Right brain, left brain, doesn't matter to Harrison. He worked on the coding and the testing of one of the year's hottest-selling video games.

"I've kind of overplayed it now," said Harrison, 31, the only son of Beatle George Harrison. "Video games are one of my big loves in the design world. That game was a real wish for me and the CEO of Harmonix, because we were sick of playing all that metal with 'Guitar Hero' and 'Rock Band.'"

Now Harrison is playing "electro blues-rock" with his own band, thenewno2 (pronounced "The New Number 2"), which is touring with Wolfmother and Heartless Bastards.

"Both of those bands jam really hard," said Harrison, who performs Saturday at the State Theatre. "The tour is going really, really well. I'm heading to Boston, where I'll see all those guys from Harmonix," the company that developed "Rock Band" and "Guitar Hero."

Harrison never set out to be a guitar hero. Actually, drums were his first instrument at age 3 or 4 -- then classical piano and guitar at 9. Father and son used to jam on the blues of Leadbelly, Robert Johnson and J.B. Lenoir.

"He didn't ever mention [the Beatles] or play anything" from the band's songbook, recalled Dhani (pronounced "Danny"), who was born eight years after the Fab Four folded. "He was kind of over it."

At age 12, Dhani met Oli Hecks and they've been making music together ever since. Jimi Hendrix, Cream, Led Zeppelin, the Rolling Stones -- those are the sounds the young musicians grew up on.

The Beatles? "It was hard to ignore, but it definitely wasn't on the agenda," he said last week by phone from Philadelphia.

At age 13, Dhani made his concert debut, performing with his father and Eric Clapton at the Tokyo Dome in front of 45,000 people. Ten years later, in 2001, he played guitar on his father's final solo album, "Brainwashed," and did considerable posthumous work on the project. On the first anniversary of his dad's death, he joined Paul McCartney, Ringo Starr, Billy Preston, Clapton and others at the Concert for George in London.

Yes, Dhani knows Zak Starkey, Starr's son, and John Lennon's boys Sean and Julian. "We just keep to ourselves because everyone's constantly trying to suggest that there might be something there [for Beatles kids to form a band], and that's the scariest thought ever for any of us," he said. "It's not what we want to do at all."

Harrison knows those suggestions are part of the burden of being a rock star's musicmaking son. In fact, he's discussed that topic with another scion of a Traveling Wilbury.

"Jakob Dylan and I have often referred to that as like being a monkey on a bicycle," he said with a chuckle.

Using George's guitars

When Harrison and Hecks formed thenewno2 in 2006, they were heavily influenced by the 1990s trip-hop sounds of Massive Attack and Tricky, the grunge of Nirvana and Soundgarden, and the modern rock of Radiohead. There is a modern psychedelic noise-pop vibe to Harrison's quintet, which took its moniker from an oft-repeated line on the TV series "The Prisoner." But the lead vocals will sound eerily familiar to Beatle fans.

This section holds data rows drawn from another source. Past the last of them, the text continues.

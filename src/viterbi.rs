//! Feed-forward convolutional encoder and soft-decision Viterbi decoder

use itertools::Itertools;

use crate::{Bit, Error};

/// Path metric assigned to trellis states that cannot have been reached yet
const UNREACHED: u32 = 1 << 30;

/// A feed-forward convolutional code of rate `1/R`
///
/// The shift register is augmented on the right: for state `s` and input bit `x`, the augmented
/// register is `(s << 1) | x`, output bit `n` is the parity of `aug & polynomials[n]`, and the
/// next state is the low `M - 1` bits of `aug` (for constraint length `M`). The least significant
/// bit of each polynomial therefore taps the current input bit, and bit `i` the input from `i`
/// steps earlier.
#[derive(Clone, Eq, PartialEq, Debug)]
pub struct ConvolutionalCode {
    /// Generator polynomials, one per output bit
    polynomials: Vec<u32>,
    /// Constraint length (width of the widest polynomial)
    constraint_len: usize,
    /// Number of trellis states
    num_states: usize,
}

impl ConvolutionalCode {
    /// Returns the code corresponding to given generator polynomials.
    ///
    /// # Parameters
    ///
    /// - `polynomials`: Integer representations of the generator polynomials. Must have length
    ///   `R` for a code of rate `1/R`, with `R >= 2`. The constraint length is the bit width of
    ///   the widest polynomial and must lie in `[2, 9]` (up to 256 trellis states).
    ///
    /// # Errors
    ///
    /// Returns an error if fewer than two polynomials are given, if any polynomial is zero, or
    /// if the constraint length is outside `[2, 9]`.
    ///
    /// # Examples
    ///
    /// ```
    /// use tetra_lmac::ConvolutionalCode;
    ///
    /// let code = ConvolutionalCode::new(&[0b10011, 0b11101, 0b10111, 0b11011])?;
    /// assert_eq!(code.inverse_rate(), 4);
    /// assert_eq!(code.num_states(), 16);
    /// # Ok::<(), Box<dyn std::error::Error>>(())
    /// ```
    pub fn new(polynomials: &[u32]) -> Result<Self, Error> {
        if polynomials.len() < 2 {
            return Err(Error::InvalidInput(
                "Expected at least two generator polynomials".to_string(),
            ));
        }
        if polynomials.iter().any(|&poly| poly == 0) {
            return Err(Error::InvalidInput(
                "Generator polynomials cannot be zero".to_string(),
            ));
        }
        // OK to cast `u32` to `usize`: the width of a `u32` always fits.
        let constraint_len = polynomials
            .iter()
            .map(|poly| (u32::BITS - poly.leading_zeros()) as usize)
            .max()
            .unwrap_or(0);
        if !(2 ..= 9).contains(&constraint_len) {
            return Err(Error::InvalidInput(format!(
                "Constraint length must be in [2, 9] (found {constraint_len})"
            )));
        }
        Ok(Self {
            polynomials: polynomials.to_vec(),
            constraint_len,
            num_states: 1 << (constraint_len - 1),
        })
    }

    /// Returns the inverse code rate `R` (number of output bits per input bit).
    #[must_use]
    pub fn inverse_rate(&self) -> usize {
        self.polynomials.len()
    }

    /// Returns the constraint length.
    #[must_use]
    pub fn constraint_len(&self) -> usize {
        self.constraint_len
    }

    /// Returns the encoder memory length (number of tail bits needed to flush it).
    #[must_use]
    pub fn memory_len(&self) -> usize {
        self.constraint_len - 1
    }

    /// Returns the number of trellis states.
    #[must_use]
    pub fn num_states(&self) -> usize {
        self.num_states
    }

    /// Returns the number of code bits produced for a given number of information bits, the
    /// flushing tail included.
    #[must_use]
    pub fn encoded_len(&self, num_info_bits: usize) -> usize {
        (num_info_bits + self.memory_len()) * self.inverse_rate()
    }

    /// Generates the codeword for given information bits. The encoder starts in the all-zero
    /// state and is flushed back to it with `memory_len` zero tail bits.
    #[must_use]
    pub fn encode(&self, info_bits: &[Bit]) -> Vec<Bit> {
        let mut code_bits = Vec::with_capacity(self.encoded_len(info_bits.len()));
        let mut state = 0u32;
        for &bit in info_bits {
            state = self.push_bit(state, bit, &mut code_bits);
        }
        for _ in 0 .. self.memory_len() {
            state = self.push_bit(state, Bit::Zero, &mut code_bits);
        }
        code_bits
    }

    /// Shifts one input bit into the encoder, appending `R` output bits.
    fn push_bit(&self, state: u32, bit: Bit, code_bits: &mut Vec<Bit>) -> u32 {
        let aug = (state << 1) | bit as u32;
        for &poly in &self.polynomials {
            code_bits.push(bitxor(aug & poly));
        }
        aug & (self.num_states as u32 - 1)
    }

    /// Returns maximum-likelihood decisions on the leading `num_info_bits` input bits for a
    /// received soft-bit codeword.
    ///
    /// Erasures (0x80) contribute a near-neutral cost to every transition, so the trailing
    /// erasure padding produced by depuncturing steers the survivor path without biasing it.
    /// Decoding is best-effort: it never fails for a well-formed input, however corrupted.
    ///
    /// # Parameters
    ///
    /// - `code_softbits`: Soft bits of the received codeword, `R` per trellis step.
    ///
    /// - `num_info_bits`: Number of leading decoded bits that constitute the useful payload;
    ///   the rest correspond to flushing and padding and are discarded.
    ///
    /// # Errors
    ///
    /// Returns an error if `code_softbits.len()` is not a positive multiple of `R`, or if
    /// `num_info_bits` exceeds the number of trellis steps.
    pub fn decode_soft(
        &self,
        code_softbits: &[u8],
        num_info_bits: usize,
    ) -> Result<Vec<Bit>, Error> {
        let inverse_rate = self.inverse_rate();
        if code_softbits.is_empty() || code_softbits.len() % inverse_rate != 0 {
            return Err(Error::InvalidInput(format!(
                "Codeword length must be a positive multiple of {inverse_rate} (found {})",
                code_softbits.len()
            )));
        }
        let num_steps = code_softbits.len() / inverse_rate;
        if num_info_bits > num_steps {
            return Err(Error::InvalidInput(format!(
                "Cannot recover {num_info_bits} bits from {num_steps} trellis steps"
            )));
        }
        let mut trellis = Trellis::new(self.num_states, num_steps);
        for step_softbits in code_softbits.chunks_exact(inverse_rate) {
            trellis.advance(step_softbits, &self.polynomials);
        }
        Ok(trellis.traceback(num_info_bits))
    }
}

/// Trellis workspace for one decode invocation: path metrics and traceback records
#[derive(Debug)]
struct Trellis {
    /// Number of trellis states
    num_states: usize,
    /// Accumulated path metric for each state
    path_metric: Vec<u32>,
    /// Path metric buffer for the next step
    path_metric_next: Vec<u32>,
    /// Branch cost for each augmented register value at the current step
    branch_cost: Vec<u32>,
    /// Winning predecessor state for each (step, state) pair
    predecessor: Vec<u8>,
}

impl Trellis {
    /// Returns a trellis with only the all-zero state reachable, where the encoder starts.
    fn new(num_states: usize, num_steps: usize) -> Self {
        let mut path_metric = vec![UNREACHED; num_states];
        path_metric[0] = 0;
        Self {
            num_states,
            path_metric,
            path_metric_next: vec![UNREACHED; num_states],
            branch_cost: vec![0; 2 * num_states],
            predecessor: Vec::with_capacity(num_states * num_steps),
        }
    }

    /// Advances the trellis by one step, keeping the better of the two incoming transitions for
    /// each state and recording the winning predecessor.
    fn advance(&mut self, step_softbits: &[u8], polynomials: &[u32]) {
        for aug in 0 .. 2 * self.num_states {
            // OK to cast `usize` to `u32`: augmented register values fit in 9 bits.
            self.branch_cost[aug] = branch_cost(aug as u32, step_softbits, polynomials);
        }
        for state in 0 .. self.num_states {
            // The two augmented registers whose low bits equal `state`: the predecessor is the
            // register shifted right, the input bit is the low bit of `state` itself.
            let aug_low = state;
            let aug_high = state + self.num_states;
            let metric_low = self.path_metric[aug_low >> 1] + self.branch_cost[aug_low];
            let metric_high = self.path_metric[aug_high >> 1] + self.branch_cost[aug_high];
            // OK to cast `usize` to `u8`: predecessor states fit in 8 bits by construction.
            if metric_low <= metric_high {
                self.path_metric_next[state] = metric_low;
                self.predecessor.push((aug_low >> 1) as u8);
            } else {
                self.path_metric_next[state] = metric_high;
                self.predecessor.push((aug_high >> 1) as u8);
            }
        }
        std::mem::swap(&mut self.path_metric, &mut self.path_metric_next);
    }

    /// Reconstructs the maximum-likelihood input sequence from the recorded decisions, keeping
    /// the leading `num_info_bits` bits.
    fn traceback(&self, num_info_bits: usize) -> Vec<Bit> {
        // Ties favor the all-zero state, where a flushed codeword must terminate.
        let mut state = self.path_metric.iter().position_min().unwrap_or(0);
        let num_steps = self.predecessor.len() / self.num_states;
        let mut info_bits = vec![Bit::Zero; num_steps];
        for step in (0 .. num_steps).rev() {
            if state & 1 == 1 {
                info_bits[step] = Bit::One;
            }
            state = usize::from(self.predecessor[step * self.num_states + state]);
        }
        info_bits.truncate(num_info_bits);
        info_bits
    }
}

/// Returns the cost of one transition: the distance of each soft sample from the bit the
/// transition would emit, summed over the `R` output positions.
fn branch_cost(aug: u32, step_softbits: &[u8], polynomials: &[u32]) -> u32 {
    polynomials
        .iter()
        .zip(step_softbits)
        .map(|(&poly, &soft)| match bitxor(aug & poly) {
            Bit::Zero => u32::from(soft),
            Bit::One => u32::from(0xFF - soft),
        })
        .sum()
}

/// Returns the XOR of the bits in the binary representation of the given integer.
fn bitxor(num: u32) -> Bit {
    match num.count_ones() % 2 {
        0 => Bit::Zero,
        _ => Bit::One,
    }
}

"I catch myself sounding like him occasionally and go 'Whoa! Who said that?'" Dhani said of George. "But the music is very different, I think."

Harrison used some of his father's guitars to make thenewno2's album, "You Are Here."

"He left everything to me when he died," the singer/guitarist/bassist and synthesizer/ukulele player said. "It's a real gift to have all that great equipment -- those Les Pauls and synthesizers and keyboards -- and we recorded in the studio he recorded in."

Interviews with Harrison inevitably bring up his famous father. How long before the question of George comes up?

"About five seconds," said Dhani.

He'd much rather talk about "Beatles: Rock Band" than Beatles: Dad's Band. Working on the video game was more painstaking than making his own album.

"You use similar software and similar technology, but the way in which you use it is different," Harrison said. "A lot of the video game stuff is a lot more complicated -- the coding, the programming and the modeling. Making a record is more relaxing. A video game, you get it made and a lot of it is rubbing out all of the glitches. Debugging a game can take a really long time. The testers just play constantly. The debugging stage is more important than the mixing of an album."

Sounds as if he has the right and left brains working at the same time.

"Oh, I don't know," he said. "It's still more creative, the design side. The CS programming and applied math is really the other side. That's the stuff I really get stuck with."